## EXERCISE DESCRIPTION
Reproduce all the entries, matching the original word for word.

(Stored items from a collection)
*-*-*

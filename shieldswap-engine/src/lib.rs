//! Everything between the orchestrator and the proving engine.
//!
//! - [`EngineBootstrap`]: single-flight engine start and wallet loading
//! - [`ProviderLoader`]: single-flight per-network data connection
//! - [`BalanceSynchronizer`]: throttled, coalesced commitment-log scans
//! - [`ChainClient`] / [`PublicWallet`]: the public side of the chain

pub mod balances;
pub mod bootstrap;
pub mod chain;
pub mod engine;
pub mod error;
pub mod events;
pub mod provider;

pub use balances::{BalanceSynchronizer, RefreshOutcome, DEFAULT_MIN_REFRESH_INTERVAL};
pub use bootstrap::{EngineBootstrap, EngineSettings, EngineState};
pub use chain::{ChainClient, EthersChainClient, PublicWallet, Receipt, ReceiptStatus};
pub use engine::{
    ContractCall, EngineStartContext, FeeNote, GasDetails, PopulatedTransaction, ProofBackend,
    ProofRequest, ProviderSettings, ProvingEngine, RawTransaction, ShieldRequest,
};
pub use error::{ChainError, EngineError, WalletError};
pub use events::{BalanceUpdate, EngineEvents, MerkleScanProgress, ScanStatus, TokenBalance};
pub use provider::{ProviderLoader, ProviderState};
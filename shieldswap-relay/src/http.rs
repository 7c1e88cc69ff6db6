//! HTTP channel to the self-hosted relay used on test networks.

use std::time::Duration;

use async_trait::async_trait;
use ethers::types::{Address, H256};
use reqwest::StatusCode;
use shieldswap_common::RetryPolicy;
use tracing::{debug, info};

use crate::channel::RelayChannel;
use crate::error::RelayError;
use crate::types::{FeeAdvert, RelaySubmission, TestRelayFees, TestRelayResponse, TestRelayTransact};

#[derive(Clone, Debug)]
pub struct HttpRelayConfig {
    pub base_url: String,
    /// Applies to fee lookups and health probes.
    pub timeout: Duration,
    /// Submissions wait for the relay to broadcast.
    pub submit_timeout: Duration,
    /// Fee lookups only; submissions are never retried.
    pub retry: RetryPolicy,
}

impl HttpRelayConfig {
    pub fn new(base_url: impl Into<String>) -> Self {
        Self {
            base_url: base_url.into().trim_end_matches('/').to_string(),
            timeout: Duration::from_secs(10),
            submit_timeout: Duration::from_secs(60),
            retry: RetryPolicy {
                max_attempts: 3,
                initial_backoff: Duration::from_millis(100),
                ..RetryPolicy::default()
            },
        }
    }
}

pub struct HttpRelayChannel {
    config: HttpRelayConfig,
    http_client: reqwest::Client,
}

impl HttpRelayChannel {
    pub fn new(config: HttpRelayConfig) -> Result<Self, RelayError> {
        let http_client = reqwest::Client::builder()
            .timeout(config.submit_timeout.max(config.timeout))
            .build()
            .map_err(|e| RelayError::Transport(e.to_string()))?;
        Ok(Self {
            config,
            http_client,
        })
    }

    pub fn with_url(base_url: impl Into<String>) -> Result<Self, RelayError> {
        Self::new(HttpRelayConfig::new(base_url))
    }

    async fn fetch_fees(&self) -> Result<TestRelayFees, RelayError> {
        let url = format!("{}/fees", self.config.base_url);
        self.config
            .retry
            .run(RelayError::is_transient, || self.fetch_fees_once(&url))
            .await
    }

    async fn fetch_fees_once(&self, url: &str) -> Result<TestRelayFees, RelayError> {
        let response = self
            .http_client
            .get(url)
            .timeout(self.config.timeout)
            .send()
            .await?;

        match response.status() {
            status if status.is_success() => Ok(response.json().await?),
            StatusCode::TOO_MANY_REQUESTS => Err(RelayError::RateLimited),
            StatusCode::NOT_FOUND => Err(RelayError::PeerNotFound(url.to_string())),
            status => {
                let body = response.text().await.unwrap_or_default();
                Err(RelayError::InvalidResponse(format!("HTTP {}: {}", status, body)))
            }
        }
    }
}

#[async_trait]
impl RelayChannel for HttpRelayChannel {
    fn kind(&self) -> &'static str {
        "http"
    }

    async fn connect(&self) -> Result<(), RelayError> {
        self.fetch_fees().await.map(|_| ())
    }

    async fn fee_adverts(&self, fee_token: Address) -> Result<Vec<FeeAdvert>, RelayError> {
        let adverts: Vec<FeeAdvert> = self
            .fetch_fees()
            .await?
            .adverts()
            .into_iter()
            .filter(|advert| advert.fee_token == fee_token)
            .collect();
        debug!(count = adverts.len(), token = ?fee_token, "test relay fees");
        Ok(adverts)
    }

    /// Not retried: a resend could broadcast twice.
    async fn submit(&self, submission: &RelaySubmission) -> Result<H256, RelayError> {
        let url = format!("{}/transact", self.config.base_url);
        let body = TestRelayTransact::from(submission);

        let response = self
            .http_client
            .post(&url)
            .timeout(self.config.submit_timeout)
            .json(&body)
            .send()
            .await?;

        if response.status() == StatusCode::TOO_MANY_REQUESTS {
            return Err(RelayError::RateLimited);
        }
        // Rejections come back as `{error}` with a non-2xx status, so parse the
        // body regardless of the status code.
        let status = response.status();
        let parsed: TestRelayResponse = response
            .json()
            .await
            .map_err(|e| RelayError::InvalidResponse(format!("HTTP {}: {}", status, e)))?;

        match parsed {
            TestRelayResponse::Accepted { tx_hash } => {
                info!(?tx_hash, "test relay accepted transaction");
                Ok(tx_hash)
            }
            TestRelayResponse::Failed { error } => Err(RelayError::Rejected(error)),
        }
    }
}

*-*-*

## SOLUTION TO THE EXERCISE
filename shieldswap-engine/src/lib.rs
//! Everything between the orchestrator and the proving engine.
//!
//! - [`EngineBootstrap`]: single-flight engine start and wallet loading
//! - [`ProviderLoader`]: single-flight per-network data connection
//! - [`BalanceSynchronizer`]: throttled, coalesced commitment-log scans
//! - [`ChainClient`] / [`PublicWallet`]: the public side of the chain

pub mod balances;
pub mod bootstrap;
pub mod chain;
pub mod engine;
pub mod error;
pub mod events;
pub mod provider;

pub use balances::{BalanceSynchronizer, RefreshOutcome, DEFAULT_MIN_REFRESH_INTERVAL};
pub use bootstrap::{EngineBootstrap, EngineSettings, EngineState};
pub use chain::{ChainClient, EthersChainClient, PublicWallet, Receipt, ReceiptStatus};
pub use engine::{
    ContractCall, EngineStartContext, FeeNote, GasDetails, PopulatedTransaction, ProofBackend,
    ProofRequest, ProviderSettings, ProvingEngine, RawTransaction, ShieldRequest,
};
pub use error::{ChainError, EngineError, WalletError};
pub use events::{BalanceUpdate, EngineEvents, MerkleScanProgress, ScanStatus, TokenBalance};
pub use provider::{ProviderLoader, ProviderState};
filename shieldswap-relay/src/http.rs
repository 7c1e88cc69ff6db6
//! HTTP channel to the self-hosted relay used on test networks.

use std::time::Duration;

use async_trait::async_trait;
use ethers::types::{Address, H256};
use reqwest::StatusCode;
use shieldswap_common::RetryPolicy;
use tracing::{debug, info};

use crate::channel::RelayChannel;
use crate::error::RelayError;
use crate::types::{FeeAdvert, RelaySubmission, TestRelayFees, TestRelayResponse, TestRelayTransact};

#[derive(Clone, Debug)]
pub struct HttpRelayConfig {
    pub base_url: String,
    /// Applies to fee lookups and health probes.
    pub timeout: Duration,
    /// Submissions wait for the relay to broadcast.
    pub submit_timeout: Duration,
    /// Fee lookups only; submissions are never retried.
    pub retry: RetryPolicy,
}

impl HttpRelayConfig {
    pub fn new(base_url: impl Into<String>) -> Self {
        Self {
            base_url: base_url.into().trim_end_matches('/').to_string(),
            timeout: Duration::from_secs(10),
            submit_timeout: Duration::from_secs(60),
            retry: RetryPolicy {
                max_attempts: 3,
                initial_backoff: Duration::from_millis(100),
                ..RetryPolicy::default()
            },
        }
    }
}

pub struct HttpRelayChannel {
    config: HttpRelayConfig,
    http_client: reqwest::Client,
}

impl HttpRelayChannel {
    pub fn new(config: HttpRelayConfig) -> Result<Self, RelayError> {
        let http_client = reqwest::Client::builder()
            .timeout(config.submit_timeout.max(config.timeout))
            .build()
            .map_err(|e| RelayError::Transport(e.to_string()))?;
        Ok(Self {
            config,
            http_client,
        })
    }

    pub fn with_url(base_url: impl Into<String>) -> Result<Self, RelayError> {
        Self::new(HttpRelayConfig::new(base_url))
    }

    async fn fetch_fees(&self) -> Result<TestRelayFees, RelayError> {
        let url = format!("{}/fees", self.config.base_url);
        self.config
            .retry
            .run(RelayError::is_transient, || self.fetch_fees_once(&url))
            .await
    }

    async fn fetch_fees_once(&self, url: &str) -> Result<TestRelayFees, RelayError> {
        let response = self
            .http_client
            .get(url)
            .timeout(self.config.timeout)
            .send()
            .await?;

        match response.status() {
            status if status.is_success() => Ok(response.json().await?),
            StatusCode::TOO_MANY_REQUESTS => Err(RelayError::RateLimited),
            StatusCode::NOT_FOUND => Err(RelayError::PeerNotFound(url.to_string())),
            status => {
                let body = response.text().await.unwrap_or_default();
                Err(RelayError::InvalidResponse(format!("HTTP {}: {}", status, body)))
            }
        }
    }
}

#[async_trait]
impl RelayChannel for HttpRelayChannel {
    fn kind(&self) -> &'static str {
        "http"
    }

    async fn connect(&self) -> Result<(), RelayError> {
        self.fetch_fees().await.map(|_| ())
    }

    async fn fee_adverts(&self, fee_token: Address) -> Result<Vec<FeeAdvert>, RelayError> {
        let adverts: Vec<FeeAdvert> = self
            .fetch_fees()
            .await?
            .adverts()
            .into_iter()
            .filter(|advert| advert.fee_token == fee_token)
            .collect();
        debug!(count = adverts.len(), token = ?fee_token, "test relay fees");
        Ok(adverts)
    }

    /// Not retried: a resend could broadcast twice.
    async fn submit(&self, submission: &RelaySubmission) -> Result<H256, RelayError> {
        let url = format!("{}/transact", self.config.base_url);
        let body = TestRelayTransact::from(submission);

        let response = self
            .http_client
            .post(&url)
            .timeout(self.config.submit_timeout)
            .json(&body)
            .send()
            .await?;

        if response.status() == StatusCode::TOO_MANY_REQUESTS {
            return Err(RelayError::RateLimited);
        }
        // Rejections come back as `{error}` with a non-2xx status, so parse the
        // body regardless of the status code.
        let status = response.status();
        let parsed: TestRelayResponse = response
            .json()
            .await
            .map_err(|e| RelayError::InvalidResponse(format!("HTTP {}: {}", status, e)))?;

        match parsed {
            TestRelayResponse::Accepted { tx_hash } => {
                info!(?tx_hash, "test relay accepted transaction");
                Ok(tx_hash)
            }
            TestRelayResponse::Failed { error } => Err(RelayError::Rejected(error)),
        }
    }
}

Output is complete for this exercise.